*** Supplied entries Section Begins ***

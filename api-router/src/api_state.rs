use std::sync::Arc;

use common::storage::db::SurrealDbClient;
use ingestion_pipeline::IngestionPipeline;
use retrieval_pipeline::QueryAgent;

#[derive(Clone)]
pub struct ApiState {
    pub db: Arc<SurrealDbClient>,
    pub agent: Arc<QueryAgent>,
    pub ingestion: Arc<IngestionPipeline>,
}
use std::time::Duration;

use common::{error::AppError, utils::config::AppConfig};
use reqwest::StatusCode;
use serde_json::{json, Value};
use tracing::debug;

// Fixed request policy. These are constants of the service, not per-call
// configuration.
const SYSTEM_PROMPT: &str = "You are a helpful assistant.";
const TEMPERATURE: f32 = 0.7;
const MAX_COMPLETION_TOKENS: u32 = 512;
const REQUEST_TIMEOUT: Duration = Duration::from_secs(60);

/// Client for the Groq OpenAI-compatible chat-completion endpoint.
///
/// `complete` never fails from the caller's point of view: every failure mode
/// degrades to a human-readable warning string returned in place of an
/// answer.
#[derive(Clone)]
pub struct GenerationClient {
    inner: GenerationInner,
}

#[derive(Clone)]
enum GenerationInner {
    Groq {
        http: reqwest::Client,
        api_url: String,
        api_key: String,
        model: String,
    },
    #[cfg(any(test, feature = "test-utils"))]
    Scripted(ScriptedCompletions),
}

impl GenerationClient {
    pub fn groq(config: &AppConfig) -> Result<Self, AppError> {
        let http = reqwest::Client::builder()
            .timeout(REQUEST_TIMEOUT)
            .build()?;

        Ok(Self {
            inner: GenerationInner::Groq {
                http,
                api_url: config.groq_api_url.clone(),
                api_key: config.groq_api_key.clone(),
                model: config.groq_model.clone(),
            },
        })
    }

    /// Backend that replays queued responses and records every prompt,
    /// so routing behavior is assertable without a network.
    #[cfg(any(test, feature = "test-utils"))]
    pub fn scripted(script: ScriptedCompletions) -> Self {
        Self {
            inner: GenerationInner::Scripted(script),
        }
    }

    pub async fn complete(&self, prompt: &str) -> String {
        match &self.inner {
            GenerationInner::Groq {
                http,
                api_url,
                api_key,
                model,
            } => {
                let payload = json!({
                    "model": model,
                    "messages": [
                        {"role": "system", "content": SYSTEM_PROMPT},
                        {"role": "user", "content": prompt},
                    ],
                    "temperature": TEMPERATURE,
                    "max_tokens": MAX_COMPLETION_TOKENS,
                });

                let response = match http
                    .post(api_url)
                    .bearer_auth(api_key)
                    .json(&payload)
                    .send()
                    .await
                {
                    Ok(response) => response,
                    Err(err) => return format!("⚠️ Groq API exception: {err}"),
                };

                let status = response.status();
                debug!(status = %status, "chat completion response received");

                match response.text().await {
                    Ok(body) => interpret_response(status, &body),
                    Err(err) => format!("⚠️ Groq API exception: {err}"),
                }
            }
            #[cfg(any(test, feature = "test-utils"))]
            GenerationInner::Scripted(script) => script.next(prompt),
        }
    }
}

/// Maps a response onto the fixed failure taxonomy, in priority order:
/// unparseable body, then non-success status, then content extraction.
fn interpret_response(status: StatusCode, body: &str) -> String {
    let data: Value = match serde_json::from_str(body) {
        Ok(value) => value,
        Err(_) => return "⚠️ Groq API returned non-JSON response".to_string(),
    };

    if !status.is_success() {
        let detail = data.get("error").unwrap_or(&data);
        return format!("⚠️ Groq API error: {} {detail}", status.as_u16());
    }

    let choice = &data["choices"][0];
    choice
        .pointer("/message/content")
        .and_then(Value::as_str)
        .filter(|content| !content.is_empty())
        .or_else(|| choice.get("text").and_then(Value::as_str))
        .unwrap_or_default()
        .trim()
        .to_string()
}

#[cfg(any(test, feature = "test-utils"))]
pub use scripted::ScriptedCompletions;

#[cfg(any(test, feature = "test-utils"))]
mod scripted {
    use std::collections::VecDeque;
    use std::sync::{Arc, Mutex};

    /// Shared playback state for the scripted generation backend. Clones see
    /// the same queue and call log.
    #[derive(Clone, Default)]
    pub struct ScriptedCompletions {
        responses: Arc<Mutex<VecDeque<String>>>,
        prompts: Arc<Mutex<Vec<String>>>,
    }

    impl ScriptedCompletions {
        pub fn new() -> Self {
            Self::default()
        }

        pub fn push_response(&self, response: impl Into<String>) {
            lock(&self.responses).push_back(response.into());
        }

        /// Number of completions requested so far.
        pub fn calls(&self) -> usize {
            lock(&self.prompts).len()
        }

        /// Every prompt passed to `complete`, in call order.
        pub fn prompts(&self) -> Vec<String> {
            lock(&self.prompts).clone()
        }

        pub(super) fn next(&self, prompt: &str) -> String {
            lock(&self.prompts).push(prompt.to_owned());
            lock(&self.responses)
                .pop_front()
                .unwrap_or_else(|| "scripted answer".to_string())
        }
    }

    fn lock<T>(mutex: &Mutex<T>) -> std::sync::MutexGuard<'_, T> {
        mutex.lock().unwrap_or_else(std::sync::PoisonError::into_inner)
    }
}

#[cfg(test)]
mod tests {
    use super::*;
    use common::utils::embedding::EmbeddingBackend;
    use wiremock::matchers::{header, method, path};
    use wiremock::{Mock, MockServer, ResponseTemplate};

    fn test_config(api_url: String) -> AppConfig {
        AppConfig {
            groq_api_key: "test-key".to_string(),
            groq_model: "test-model".to_string(),
            groq_api_url: api_url,
            surrealdb_address: "mem://".to_string(),
            surrealdb_username: "root".to_string(),
            surrealdb_password: "root".to_string(),
            surrealdb_namespace: "test".to_string(),
            surrealdb_database: "test".to_string(),
            http_port: 0,
            embedding_backend: EmbeddingBackend::Hashed,
            embedding_model: None,
            embedding_dimensions: 64,
            openai_api_key: String::new(),
            openai_base_url: "https://example.com".to_string(),
        }
    }

    fn client_for(server: &MockServer) -> GenerationClient {
        let config = test_config(format!("{}/openai/v1/chat/completions", server.uri()));
        GenerationClient::groq(&config).expect("client")
    }

    #[tokio::test]
    async fn test_successful_completion_is_trimmed() {
        let server = MockServer::start().await;
        Mock::given(method("POST"))
            .and(path("/openai/v1/chat/completions"))
            .and(header("authorization", "Bearer test-key"))
            .respond_with(ResponseTemplate::new(200).set_body_json(json!({
                "choices": [{"message": {"content": "  The answer.  "}}]
            })))
            .mount(&server)
            .await;

        let client = client_for(&server);
        assert_eq!(client.complete("question").await, "The answer.");
    }

    #[tokio::test]
    async fn test_missing_message_content_falls_back_to_text_field() {
        let server = MockServer::start().await;
        Mock::given(method("POST"))
            .respond_with(ResponseTemplate::new(200).set_body_json(json!({
                "choices": [{"text": "legacy completion"}]
            })))
            .mount(&server)
            .await;

        let client = client_for(&server);
        assert_eq!(client.complete("question").await, "legacy completion");
    }

    #[tokio::test]
    async fn test_error_status_reports_status_and_detail() {
        let server = MockServer::start().await;
        Mock::given(method("POST"))
            .respond_with(
                ResponseTemplate::new(500).set_body_json(json!({"error": "rate_limited"})),
            )
            .mount(&server)
            .await;

        let client = client_for(&server);
        let answer = client.complete("question").await;

        assert!(answer.starts_with("⚠️ Groq API error"), "got: {answer}");
        assert!(answer.contains("500"), "got: {answer}");
        assert!(answer.contains("rate_limited"), "got: {answer}");
    }

    #[tokio::test]
    async fn test_non_json_body_is_reported_as_such() {
        let server = MockServer::start().await;
        Mock::given(method("POST"))
            .respond_with(ResponseTemplate::new(200).set_body_string("<html>oops</html>"))
            .mount(&server)
            .await;

        let client = client_for(&server);
        assert_eq!(
            client.complete("question").await,
            "⚠️ Groq API returned non-JSON response"
        );
    }

    #[tokio::test]
    async fn test_transport_failure_degrades_to_exception_string() {
        // Bind a server to reserve an address, then drop it so the request
        // hits a closed port.
        let server = MockServer::start().await;
        let dead_url = format!("{}/openai/v1/chat/completions", server.uri());
        drop(server);

        let client = GenerationClient::groq(&test_config(dead_url)).expect("client");
        let answer = client.complete("question").await;

        assert!(
            answer.starts_with("⚠️ Groq API exception"),
            "got: {answer}"
        );
    }

    #[test]
    fn test_unparseable_body_outranks_error_status() {
        let answer = interpret_response(StatusCode::INTERNAL_SERVER_ERROR, "not json at all");
        assert_eq!(answer, "⚠️ Groq API returned non-JSON response");
    }

    #[test]
    fn test_error_without_error_field_echoes_body() {
        let answer = interpret_response(
            StatusCode::BAD_GATEWAY,
            r#"{"detail":"upstream unavailable"}"#,
        );
        assert!(answer.starts_with("⚠️ Groq API error: 502"), "got: {answer}");
        assert!(answer.contains("upstream unavailable"), "got: {answer}");
    }

    #[test]
    fn test_scripted_backend_records_prompts() {
        let script = ScriptedCompletions::new();
        script.push_response("first");

        assert_eq!(script.calls(), 0);
        assert_eq!(script.next("hello"), "first");
        assert_eq!(script.next("again"), "scripted answer");
        assert_eq!(script.calls(), 2);
        assert_eq!(script.prompts(), vec!["hello", "again"]);
    }
}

*** Supplied entries Section Ends ***

Show a copy of each line from the data that includes the word "AppError".

use common::{error::AppError, utils::config::AppConfig};
    pub fn groq(config: &AppConfig) -> Result<Self, AppError> {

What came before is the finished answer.